Totonho Laprovitera e o primo Pietro Guerrera, em Praia a Mare, 1994. |
Já faz algum tempo.
Hóspedes dos queridos primos calabreses Angelina e Pietro Guerrera, eu e Elusa passamos alguns dias em Tortora, ao sul da Itália.
De Roma, desembarcamos na comuna de Maratea, à noite, onde de longe avistamos Pietro que já nos aguardava na estação ferroviária. De alinhado porte, ele trajava um longo e bem caído capote escuro e chapéu de massa de longas abas. Acompanhava-se de um atarracado auxiliar, vestido de jaqueta de couro marrom e boina inglesa.
Firme e em silêncio, Pietro me tomou as malas e entregou para o assistente. Em sinal de boas-vindas, pegou-me pelos ombros e me beijou as faces, como reza a tradição calabresa. Respeitosamente, com um aperto de mão cumprimentou Elusa e nos conduziu até seu carro – um Fiat Uno de 4 portas, branco, com bancos recobertos de capa de malha azul estampada com simpáticas figuras de Mickey Mouse.
Seguimos à Praia a Mare, domicílio dos Guerrera, onde Angelina nos aguardava para o lauto jantar por ela preparado, com deliciosas entradas, pratos e sobremesas. Para beber, um vinho de excelente qualidade, produzido em campagna de propriedade da família.
Antes de tudo isso, Pietro sentenciou: - “Totó, tenho duas exigências a lhes fazer em nossa casa.” Curioso, perguntei quais eram e ele prosseguiu: - “A primeira é que vocês ocupem o nosso quarto, o principal da casa. Eu e Angelina iremos para um outro. A segunda, que vocês façam todas as refeições em nossa bendita cozinha, que é o lugar sagrado de nossa máxima familiaridade.”
Acatamos a cultura familiar tortorese e nos sentimos em casa. Enquanto Angelina insistia em reforçar o passadio de Elusa – “Você é tão magrinha... Tem que engordar! Mariuce, sua sogra, ficará orgulhosa”, dizia ela – eu e Pietro enfrentávamos mais uma garrafa do caseiro vinho. E Elusa a repetir que eu sustasse a bebida, para não causar má impressão aos primos.
Bem, no dia seguinte fomos à peixaria da praia comprar vongole e depois subimos à antiga Tortora, onde ao longo do sinuoso caminho me chamavam a atenção os suntuosos cartazes, com rebuscadas letras negras e douradas, de anúncio mortuário.

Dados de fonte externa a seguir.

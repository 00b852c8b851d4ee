//! Shared client-side state modules.
//!
//! DESIGN
//! ======
//! State is split by domain (`auth`, `links`, `appearance`, etc.) so
//! individual components can depend on small focused models. Each struct
//! exposes an explicit mutation API; components never poke fields that have
//! an invariant attached (link positions, toast ids).

pub mod admin;
pub mod appearance;
pub mod auth;
pub mod links;
pub mod plans;
pub mod ui;
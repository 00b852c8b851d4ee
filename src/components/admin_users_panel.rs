//! Admin user table: search, suspend/reactivate, delete.
//!
//! Rows are seeded mock data; operator actions mutate the local table only.

use leptos::prelude::*;

use crate::components::confirm_dialog::ConfirmDialog;
use crate::state::admin::AdminState;
use crate::state::ui::UiState;

#[component]
pub fn AdminUsersPanel() -> impl IntoView {
    let admin = expect_context::<RwSignal<AdminState>>();
    let ui = expect_context::<RwSignal<UiState>>();

    let pending_delete = RwSignal::new(None::<String>);

    let on_search = move |ev: leptos::ev::Event| {
        let value = event_target_value(&ev);
        admin.update(|a| a.search = value);
    };

    let rows = move || {
        admin.with(|a| {
            a.visible_users()
                .into_iter()
                .cloned()
                .collect::<Vec<_>>()
        })
    };

    view! {
        <section class="admin-users">
            <input
                class="input admin-users__search"
                type="search"
                placeholder="Search by username or email"
                prop:value=move || admin.with(|a| a.search.clone())
                on:input=on_search
            />
            <table class="admin-users__table">
                <thead>
                    <tr>
                        <th>"Username"</th>
                        <th>"Email"</th>
                        <th>"Plan"</th>
                        <th>"Joined"</th>
                        <th>"Status"</th>
                        <th></th>
                    </tr>
                </thead>
                <tbody>
                    {move || {
                        rows()
                            .into_iter()
                            .map(|user| {
                                let toggle_id = user.id.clone();
                                let delete_id = user.id.clone();
                                let status = if user.is_active { "Active" } else { "Suspended" };
                                let toggle_label = if user.is_active { "Suspend" } else { "Reactivate" };
                                view! {
                                    <tr class=("admin-users__row--suspended", !user.is_active)>
                                        <td>{user.username.clone()}</td>
                                        <td>{user.email.clone()}</td>
                                        <td>{user.plan.clone()}</td>
                                        <td>{user.joined.clone()}</td>
                                        <td>{status}</td>
                                        <td>
                                            <button
                                                class="btn btn--small"
                                                on:click=move |_| {
                                                    admin.update(|a| {
                                                        a.toggle_user_active(&toggle_id);
                                                    });
                                                }
                                            >
                                                {toggle_label}
                                            </button>
                                            <button
                                                class="btn btn--small btn--danger"
                                                on:click=move |_| {
                                                    pending_delete.set(Some(delete_id.clone()));
                                                }
                                            >
                                                "Delete"
                                            </button>
                                        </td>
                                    </tr>
                                }
                            })
                            .collect::<Vec<_>>()
                    }}
                </tbody>
            </table>
            <Show when=move || rows().is_empty()>
                <p class="admin-users__empty">"No users match that search."</p>
            </Show>

            <Show when=move || pending_delete.get().is_some()>
                <ConfirmDialog
                    title="Delete user"
                    message="This removes the account and its profile. This cannot be undone."
                    confirm_label="Delete"
                    danger=true
                    on_confirm=Callback::new(move |()| {
                        if let Some(id) = pending_delete.get_untracked() {
                            let removed = admin
                                .try_update(|a| a.delete_user(&id))
                                .unwrap_or(false);
                            if removed {
                                ui.update(|u| {
                                    u.toast_info("User deleted.".to_owned());
                                });
                            }
                        }
                        pending_delete.set(None);
                    })
                    on_cancel=Callback::new(move |()| pending_delete.set(None))
                />
            </Show>
        </section>
    }
}
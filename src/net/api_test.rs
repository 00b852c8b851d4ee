use super::*;

#[test]
fn profile_queries_filter_by_id_and_username() {
    assert_eq!(profiles_by_id_query("u1"), "/rest/v1/profiles?id=eq.u1&select=*");
    assert_eq!(
        profiles_by_username_query("sam"),
        "/rest/v1/profiles?username=eq.sam&select=*"
    );
}

#[test]
fn links_query_orders_by_position() {
    assert_eq!(links_query("u1"), "/rest/v1/links?user_id=eq.u1&select=*&order=position.asc");
}

#[test]
fn link_by_id_query_targets_one_row() {
    assert_eq!(link_by_id_query("l9"), "/rest/v1/links?id=eq.l9");
}

#[test]
fn appearance_query_filters_by_owner() {
    assert_eq!(
        appearance_query("u1"),
        "/rest/v1/appearance_settings?user_id=eq.u1&select=*"
    );
}

#[test]
fn site_settings_query_is_single_row() {
    assert_eq!(site_settings_query(), "/rest/v1/site_settings?select=*&limit=1");
}

#[test]
fn storage_paths_nest_objects_under_owner() {
    assert_eq!(
        storage_object_path("avatars", "u1", "abc-pic.png"),
        "/storage/v1/object/avatars/u1/abc-pic.png"
    );
    let url = public_object_url("avatars", "u1", "abc-pic.png");
    assert!(url.ends_with("/storage/v1/object/public/avatars/u1/abc-pic.png"));
}

#[test]
fn request_failed_message_formats_status() {
    assert_eq!(request_failed_message("link update", 409), "link update failed: 409");
}
use super::*;
use crate::net::types::ThemePreset;

#[test]
fn default_is_clean_and_not_loading() {
    let state = AppearanceState::default();
    assert!(!state.dirty);
    assert!(!state.loading);
    assert_eq!(state.settings.theme, ThemePreset::Midnight);
}

#[test]
fn edit_marks_dirty() {
    let mut state = AppearanceState::default();
    state.edit(|s| s.theme = ThemePreset::Ocean);
    assert!(state.dirty);
    assert_eq!(state.settings.theme, ThemePreset::Ocean);
}

#[test]
fn saved_clears_dirty_without_touching_settings() {
    let mut state = AppearanceState::default();
    state.edit(|s| s.hide_branding = true);
    state.saved();
    assert!(!state.dirty);
    assert!(state.settings.hide_branding);
}

#[test]
fn set_loaded_resets_dirty() {
    let mut state = AppearanceState::default();
    state.edit(|s| s.hide_branding = true);
    state.set_loaded(AppearanceSettings::default());
    assert!(!state.dirty);
    assert!(!state.settings.hide_branding);
}
//! Backend endpoint configuration.
//!
//! DESIGN
//! ======
//! The browser has no environment, so overrides are baked in at compile time:
//! `LINKLEAF_API_URL` / `LINKLEAF_ANON_KEY` set during the build win over the
//! checked-in development defaults.

#[cfg(test)]
#[path = "config_test.rs"]
mod config_test;

const DEFAULT_API_URL: &str = "http://localhost:54321";
const DEFAULT_ANON_KEY: &str = "dev-anon-key";

/// Base URL of the hosted backend, without a trailing slash.
#[must_use]
pub fn api_url() -> &'static str {
    option_env!("LINKLEAF_API_URL")
        .unwrap_or(DEFAULT_API_URL)
        .trim_end_matches('/')
}

/// Publishable anon key sent as the `apikey` header on every request.
#[must_use]
pub fn anon_key() -> &'static str {
    option_env!("LINKLEAF_ANON_KEY").unwrap_or(DEFAULT_ANON_KEY)
}
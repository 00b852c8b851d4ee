use super::*;

#[test]
fn default_grid_has_three_tiers_with_one_highlight() {
    let state = PlansState::default();
    assert_eq!(state.plans.len(), 3);
    assert_eq!(state.plans.iter().filter(|p| p.highlight).count(), 1);
    assert_eq!(state.plans[0].price, 0);
}

#[test]
fn update_plan_replaces_matching_index_only() {
    let mut state = PlansState::default();
    let edited = Plan {
        name: "Pro".to_owned(),
        price: 12,
        features: vec!["Everything".to_owned()],
        highlight: true,
    };
    state.update_plan(1, edited.clone());
    assert_eq!(state.plans[1], edited);

    state.update_plan(99, edited);
    assert_eq!(state.plans.len(), 3);
}

#[test]
fn add_and_remove_adjust_the_grid() {
    let mut state = PlansState::default();
    state.add_plan(Plan {
        name: "Enterprise".to_owned(),
        price: 99,
        features: Vec::new(),
        highlight: false,
    });
    assert_eq!(state.plans.len(), 4);
    state.remove_plan(3);
    assert_eq!(state.plans.len(), 3);
    state.remove_plan(99);
    assert_eq!(state.plans.len(), 3);
}
use super::{MAX_ATTEMPTS, field_error};
use crate::util::rate_limit::RateLimiter;

#[test]
fn blank_fields_are_rejected_locally() {
    assert_eq!(field_error("", "hunter2", false), Some("Enter your email address."));
    assert_eq!(field_error("ada@example.com", "", false), Some("Enter your password."));
    assert_eq!(field_error("ada@example.com", "hunter2", false), None);
}

#[test]
fn reset_mode_needs_no_password() {
    assert_eq!(field_error("ada@example.com", "", true), None);
    assert_eq!(field_error("", "", true), Some("Enter your email address."));
}

#[test]
fn incomplete_submissions_never_consume_attempts() {
    let mut limiter = RateLimiter::new(60_000, MAX_ATTEMPTS);

    // Mirrors the submit handler: field checks gate the limiter, so a blank
    // password can be submitted any number of times without locking out.
    for _ in 0..MAX_ATTEMPTS * 4 {
        if field_error("ada@example.com", "", false).is_some() {
            continue;
        }
        limiter.is_allowed("ada@example.com");
    }
    assert!(limiter.is_allowed("ada@example.com"));
}
//! Signup page: claim a username, register, then wait for email confirmation.

#[cfg(test)]
#[path = "signup_test.rs"]
mod signup_test;

use leptos::prelude::*;

use crate::components::navbar::Navbar;
use crate::net::api;
use crate::net::error::sanitize_message;
use crate::util::rate_limit::RateLimiter;

const ATTEMPT_WINDOW_MS: u64 = 60_000;
const MAX_ATTEMPTS: usize = 3;

/// Usernames become URL path segments, so only a narrow charset is allowed.
fn valid_username(name: &str) -> bool {
    (3..=30).contains(&name.len())
        && name
            .chars()
            .all(|c| c.is_ascii_lowercase() || c.is_ascii_digit() || c == '-' || c == '_')
        && !name.starts_with('-')
        && !name.ends_with('-')
}

#[component]
pub fn SignupPage() -> impl IntoView {
    let email = RwSignal::new(String::new());
    let username = RwSignal::new(String::new());
    let password = RwSignal::new(String::new());
    let confirm = RwSignal::new(String::new());
    let error = RwSignal::new(None::<String>);
    let busy = RwSignal::new(false);
    // After a successful registration the form gives way to a check-your-inbox card.
    let submitted = RwSignal::new(false);

    let on_submit = move |ev: leptos::ev::SubmitEvent| {
        ev.prevent_default();
        error.set(None);

        let email_value = email.get().trim().to_lowercase();
        let username_value = username.get().trim().to_lowercase();
        let password_value = password.get();

        if email_value.is_empty() {
            error.set(Some("Enter your email address.".to_owned()));
            return;
        }
        if !valid_username(&username_value) {
            error.set(Some(
                "Usernames are 3-30 characters: lowercase letters, digits, - or _.".to_owned(),
            ));
            return;
        }
        if password_value.len() < 8 {
            error.set(Some("Passwords need at least 8 characters.".to_owned()));
            return;
        }
        if password_value != confirm.get() {
            error.set(Some("Passwords do not match.".to_owned()));
            return;
        }

        let mut limiter = RateLimiter::load(ATTEMPT_WINDOW_MS, MAX_ATTEMPTS);
        if !limiter.is_allowed(&email_value) {
            let wait_s = limiter.retry_after_ms(&email_value).div_ceil(1000);
            error.set(Some(format!("Too many attempts. Try again in {wait_s}s.")));
            return;
        }
        limiter.save();

        busy.set(true);
        #[cfg(feature = "hydrate")]
        leptos::task::spawn_local(async move {
            let result = api::sign_up(&email_value, &password_value, &username_value).await;
            busy.set(false);
            match result {
                Ok(()) => submitted.set(true),
                Err(e) => error.set(Some(sanitize_message(&e))),
            }
        });
        #[cfg(not(feature = "hydrate"))]
        let _ = (password_value, username_value);
    };

    view! {
        <Navbar />
        <main class="auth-page">
            <Show
                when=move || !submitted.get()
                fallback=move || {
                    view! {
                        <div class="auth-card">
                            <h1>"Check your inbox"</h1>
                            <p>
                                "We sent a confirmation link to " <strong>{email.get()}</strong>
                                ". Click it to activate your page."
                            </p>
                        </div>
                    }
                }
            >
                <form class="auth-card" on:submit=on_submit>
                    <h1>"Create your Linkleaf"</h1>

                    <Show when=move || error.get().is_some()>
                        <p class="auth-card__error">{move || error.get().unwrap_or_default()}</p>
                    </Show>

                    <label>
                        "Email"
                        <input
                            class="input"
                            type="email"
                            prop:value=email
                            on:input=move |ev| email.set(event_target_value(&ev))
                        />
                    </label>
                    <label>
                        "Username"
                        <div class="auth-card__handle">
                            <span>"linkleaf.app/"</span>
                            <input
                                class="input"
                                type="text"
                                prop:value=username
                                on:input=move |ev| username.set(event_target_value(&ev))
                            />
                        </div>
                    </label>
                    <label>
                        "Password"
                        <input
                            class="input"
                            type="password"
                            prop:value=password
                            on:input=move |ev| password.set(event_target_value(&ev))
                        />
                    </label>
                    <label>
                        "Confirm password"
                        <input
                            class="input"
                            type="password"
                            prop:value=confirm
                            on:input=move |ev| confirm.set(event_target_value(&ev))
                        />
                    </label>

                    <button class="btn btn--primary" type="submit" disabled=move || busy.get()>
                        "Sign up free"
                    </button>

                    <p class="auth-card__alt">
                        "Already have an account? " <a href="/login">"Log in"</a>
                    </p>
                </form>
            </Show>
        </main>
    }
}
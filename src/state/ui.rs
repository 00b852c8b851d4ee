//! Local UI chrome state (toasts, dashboard tab, dark mode).
//!
//! DESIGN
//! ======
//! Transient presentation concerns stay out of domain state (`links`,
//! `appearance`) so panels can evolve independently of wire data.
//! Confirmation prompts are deliberately not modeled here: each page owns an
//! `Option` of the pending action and renders the generic `ConfirmDialog`
//! with contextual title/message text.

#[cfg(test)]
#[path = "ui_test.rs"]
mod ui_test;

/// Editor tab on the dashboard.
#[derive(Clone, Copy, Debug, Default, PartialEq, Eq)]
pub enum DashboardTab {
    #[default]
    Links,
    Appearance,
    Settings,
}

/// Severity of a toast notification.
#[derive(Clone, Copy, Debug, PartialEq, Eq)]
pub enum ToastKind {
    Info,
    Error,
}

/// One transient toast notification.
#[derive(Clone, Debug, PartialEq, Eq)]
pub struct Toast {
    pub id: u64,
    pub kind: ToastKind,
    pub message: String,
}

/// UI state for chrome shared across pages.
#[derive(Clone, Debug, Default)]
pub struct UiState {
    pub dark_mode: bool,
    pub tab: DashboardTab,
    pub toasts: Vec<Toast>,
    next_toast_id: u64,
}

impl UiState {
    /// Queue an informational toast; returns its id for dismissal.
    pub fn toast_info(&mut self, message: impl Into<String>) -> u64 {
        self.push_toast(ToastKind::Info, message.into())
    }

    /// Queue an error toast; returns its id for dismissal.
    pub fn toast_error(&mut self, message: impl Into<String>) -> u64 {
        self.push_toast(ToastKind::Error, message.into())
    }

    fn push_toast(&mut self, kind: ToastKind, message: String) -> u64 {
        let id = self.next_toast_id;
        self.next_toast_id += 1;
        self.toasts.push(Toast { id, kind, message });
        id
    }

    /// Remove a toast by id; unknown ids are ignored.
    pub fn dismiss_toast(&mut self, id: u64) {
        self.toasts.retain(|t| t.id != id);
    }
}
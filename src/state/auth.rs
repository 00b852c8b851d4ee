//! Auth-session state for the current browser user.
//!
//! SYSTEM CONTEXT
//! ==============
//! Used by route guards and identity-aware components to coordinate login
//! redirects. The profile row rides along with the session because an
//! inactive or missing profile is a fatal session condition (forced
//! sign-out), decided wherever both are loaded together.

#[cfg(test)]
#[path = "auth_test.rs"]
mod auth_test;

use crate::net::types::{Profile, Session};

/// Authentication state tracking the session, its profile, and loading status.
#[derive(Clone, Debug, Default)]
pub struct AuthState {
    pub session: Option<Session>,
    pub profile: Option<Profile>,
    /// True until the initial session restore has settled.
    pub loading: bool,
}

impl AuthState {
    /// Install a fresh session; the profile arrives with the next fetch.
    pub fn signed_in(&mut self, session: Session) {
        self.session = Some(session);
        self.profile = None;
        self.loading = false;
    }

    /// Attach the loaded profile row to the current session.
    pub fn profile_loaded(&mut self, profile: Profile) {
        self.profile = Some(profile);
    }

    /// Drop all session state (sign-out or fatal session error).
    pub fn signed_out(&mut self) {
        self.session = None;
        self.profile = None;
        self.loading = false;
    }

    /// Whether the loaded profile forces termination: missing row or
    /// `is_active = false`. Only meaningful after a profile fetch settled.
    #[must_use]
    pub fn profile_is_fatal(&self) -> bool {
        match &self.profile {
            Some(profile) => !profile.is_active,
            None => self.session.is_some(),
        }
    }

    /// Whether the admin console may render. Advisory only; the backend is
    /// the real boundary.
    #[must_use]
    pub fn is_admin(&self) -> bool {
        self.profile.as_ref().is_some_and(|p| p.is_admin)
    }
}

Totonho Laprovitera, na histórica escadaria. |
Chegando ao Centro Histórico da urbe, vi o silêncio tomar de conta das vias e praças. Nelas, serenamente, passavam as mulheres de luto fechado, ainda pelas perdas familiares da Segunda Guerra Mundial. Alguns curiosos chamavam o primo Pietro e, sussurrando, perguntavam quem eu era, o que fazia e o que eu queria por lá. Visitamos a casa da vovó Marianna e, sentado em sua histórica escadaria, fui fotografado em memorável retrato.
No dia seguinte visitamos em uma das principais praças públicas de Praia a Mare o “Monumento aos Heróis da Primeira Guerra Mundial”, onde consta o nome de tio Angelo Laprovitera. De lá, fomos a um antigo bar da cidade, mas não ficamos porque a Elusa estava conosco e o estabelecimento não permitia a presença feminina.
Para estender o passeio, seguimos à vizinha Paola, com direito a parar no “Il Brigante”, um conhecido entreposto de venda de souvenires. Quando estacionamos e descemos do carro, indaguei ao Pietro se seríamos breve no lugar, pois ele havia deixado o motor ligado. “Não, não, é que esqueci de desligar...”, e voltou ao veículo.
Totonho Laprovitera - Tortora - 2004 - AST - 30 x 40 cm. |
Por fim, retornamos ao lar dos Guerrera, afivelamos as malas e fomos à estação ferroviária de Praia a Mare. Emocionados, despedimo-nos do velho primo Pietro, embarcamos no trem e retornamos à Roma, já com a vontade de voltar à “Tortora, Tortorella!”